The last three years have shown just how potent New York City housing is in heating the market. In 2001 when 30-year fixed-rate mortgages dropped below 7 percent for the first time in 30 years, rents were near record-high levels, making buying a home a more attractive option. As a result, there was a significant increase in buyers - but still a relatively small pool of houses and apartments for sale - leading to a bigger rise in sales prices compared with the rest of the region. That forced some buyers to look at Westchester, and sellers enjoyed a bonanza. A look at the median price trends of Manhattan and Westchester per quarter since 2001, shows how county prices follow on the heels of city prices. When one compares the median sale price of two or more bedroom city apartments against single-family homes in Westchester, there appears to be a corresponding lag time averaging two to four months. For example, when the city market declined by 4 percent in the third quarter of 2001, then rose 5 percent in the fourth quarter, Westchester followed a similar pattern one quarter later, recording a 5 percent drop in the 4th quarter and a 5 percent increase the next. In the last four quarters, Manhattan prices have increased 20 percent and Westchester's 16 percent. On a larger historical scale, prices in the same Manhattan market segment declined from 1991 to 1996, then recorded double-digit increases for the next four years, averaging 17 percent a year. That meant Manhattan prices rose to a median of $795,000 from $425,000, while Westchester, which averaged 9 percent annual gains during the same period, rose to a median of $407,000 from $285,000.

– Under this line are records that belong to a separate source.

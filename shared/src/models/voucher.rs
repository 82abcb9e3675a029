//! Voucher Model

use serde::{Deserialize, Serialize};

/// Voucher type enum
#[derive(Debug, Clone, Copy, Serialize, Deserialize, PartialEq, Eq)]
#[serde(rename_all = "SCREAMING_SNAKE_CASE")]
#[cfg_attr(feature = "db", derive(sqlx::Type))]
#[cfg_attr(feature = "db", sqlx(rename_all = "SCREAMING_SNAKE_CASE"))]
pub enum VoucherType {
    Percentage,
    FixedAmount,
    FreeShipping,
}

/// Voucher entity — a promotional code with a bounded redemption budget
///
/// `used_count` is only ever mutated through the ledger's atomic
/// conditional updates; `used_count <= usage_limit` holds at all times,
/// including under concurrent writers.
#[derive(Debug, Clone, Serialize, Deserialize)]
#[cfg_attr(feature = "db", derive(sqlx::FromRow))]
pub struct Voucher {
    pub id: i64,
    /// Unique redemption code
    pub code: String,
    pub name: String,
    pub voucher_type: VoucherType,
    /// Percentage value (30 = 30%) or fixed amount in currency units
    pub value: i64,
    /// Minimum order amount required to apply (currency units)
    pub min_order_amount: i64,
    /// Cap for percentage discounts (currency units)
    pub max_discount_amount: Option<i64>,
    /// Total redemption capacity
    pub usage_limit: i64,
    /// Redemptions reserved or consumed so far
    pub used_count: i64,
    /// Validity window start (Unix millis)
    pub valid_from: i64,
    /// Validity window end (Unix millis)
    pub valid_to: i64,
    /// Redemptions allowed per user (pending + used records both count)
    pub per_user_limit: i64,
    /// Only users with no prior USED record for this voucher
    pub first_use_only: bool,
    /// Only accounts created after the voucher's valid_from
    pub new_user_only: bool,
    pub min_cart_quantity: Option<i64>,
    pub max_cart_quantity: Option<i64>,
    /// Whether this voucher may combine with others in one checkout
    pub is_stackable: bool,
    /// User allow-list (JSON array, empty = everyone)
    #[cfg_attr(feature = "db", sqlx(json))]
    pub applicable_users: Vec<i64>,
    /// Applicable product ids (JSON array, empty = all products)
    #[cfg_attr(feature = "db", sqlx(json))]
    pub applicable_products: Vec<i64>,
    /// Excluded product ids (JSON array)
    #[cfg_attr(feature = "db", sqlx(json))]
    pub excluded_products: Vec<i64>,
    /// Applicable category ids (JSON array, empty = all categories)
    #[cfg_attr(feature = "db", sqlx(json))]
    pub applicable_categories: Vec<i64>,
    /// Excluded category ids (JSON array)
    #[cfg_attr(feature = "db", sqlx(json))]
    pub excluded_categories: Vec<i64>,
    pub priority: i64,
    pub is_active: bool,
    pub created_by: Option<i64>,
    pub created_at: i64,
    pub updated_at: i64,
}

impl Voucher {
    /// Remaining redemption capacity
    pub fn remaining(&self) -> i64 {
        (self.usage_limit - self.used_count).max(0)
    }

    /// Whether `now` falls inside the validity window
    pub fn in_window(&self, now: i64) -> bool {
        self.valid_from <= now && now <= self.valid_to
    }
}

/// Create voucher payload (administrator operation)
#[derive(Debug, Clone, Serialize, Deserialize)]
pub struct VoucherCreate {
    pub code: String,
    pub name: String,
    pub voucher_type: VoucherType,
    pub value: i64,
    pub min_order_amount: Option<i64>,
    pub max_discount_amount: Option<i64>,
    pub usage_limit: i64,
    pub valid_from: i64,
    pub valid_to: i64,
    pub per_user_limit: Option<i64>,
    pub first_use_only: Option<bool>,
    pub new_user_only: Option<bool>,
    pub min_cart_quantity: Option<i64>,
    pub max_cart_quantity: Option<i64>,
    pub is_stackable: Option<bool>,
    pub applicable_users: Option<Vec<i64>>,
    pub applicable_products: Option<Vec<i64>>,
    pub excluded_products: Option<Vec<i64>>,
    pub applicable_categories: Option<Vec<i64>>,
    pub excluded_categories: Option<Vec<i64>>,
    pub priority: Option<i64>,
    pub created_by: Option<i64>,
}

/// Update voucher payload
#[derive(Debug, Clone, Default, Serialize, Deserialize)]
pub struct VoucherUpdate {
    pub name: Option<String>,
    pub value: Option<i64>,
    pub min_order_amount: Option<i64>,
    pub max_discount_amount: Option<i64>,
    pub usage_limit: Option<i64>,
    pub valid_from: Option<i64>,
    pub valid_to: Option<i64>,
    pub per_user_limit: Option<i64>,
    pub priority: Option<i64>,
    pub is_active: Option<bool>,
}

#[cfg(test)]
mod tests {
    use super::*;

    fn voucher() -> Voucher {
        Voucher {
            id: 1,
            code: "T".into(),
            name: "T".into(),
            voucher_type: VoucherType::Percentage,
            value: 10,
            min_order_amount: 0,
            max_discount_amount: None,
            usage_limit: 3,
            used_count: 2,
            valid_from: 1000,
            valid_to: 2000,
            per_user_limit: 1,
            first_use_only: false,
            new_user_only: false,
            min_cart_quantity: None,
            max_cart_quantity: None,
            is_stackable: false,
            applicable_users: vec![],
            applicable_products: vec![],
            excluded_products: vec![],
            applicable_categories: vec![],
            excluded_categories: vec![],
            priority: 0,
            is_active: true,
            created_by: None,
            created_at: 0,
            updated_at: 0,
        }
    }

    #[test]
    fn remaining_never_negative() {
        let mut v = voucher();
        assert_eq!(v.remaining(), 1);
        v.used_count = 5;
        assert_eq!(v.remaining(), 0);
    }

    #[test]
    fn window_is_inclusive() {
        let v = voucher();
        assert!(v.in_window(1000));
        assert!(v.in_window(2000));
        assert!(!v.in_window(999));
        assert!(!v.in_window(2001));
    }
}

Based on this analysis, by following the median sale price of two or more bedroom homes in the city, home owners and prospective buyers in Westchester get a glimpse of what's to come once the Manhattan market wave reaches them several months later. Theoretically, an owner in Manhattan could sell as prices are rising and purchase in Westchester in time to see the appreciation wave roll in while other prospective buyers are sitting on the sidelines wondering if the market has peaked.
As appraisers, we record market values on the date we inspect a property; we do not forecast. As an economist, however, I foresee the next three months as a critical indicator of market direction. We recorded a 16 percent drop in purchases for July, and the median price leveled off. Since August is historically the slowest month for sales, we will be watching the market closely in September to see if the slowdown is cyclical or a diverse trend influenced more by socio-economic and political factors other than just interest rates.
Either way, property owners and buyers in Westchester should stay tuned to see what the Manhattan market will be sending their way.
Jeffrey Jackson is chief economist at Mitchell, Maxwell & Jackson, a residential appraisal and consulting firm.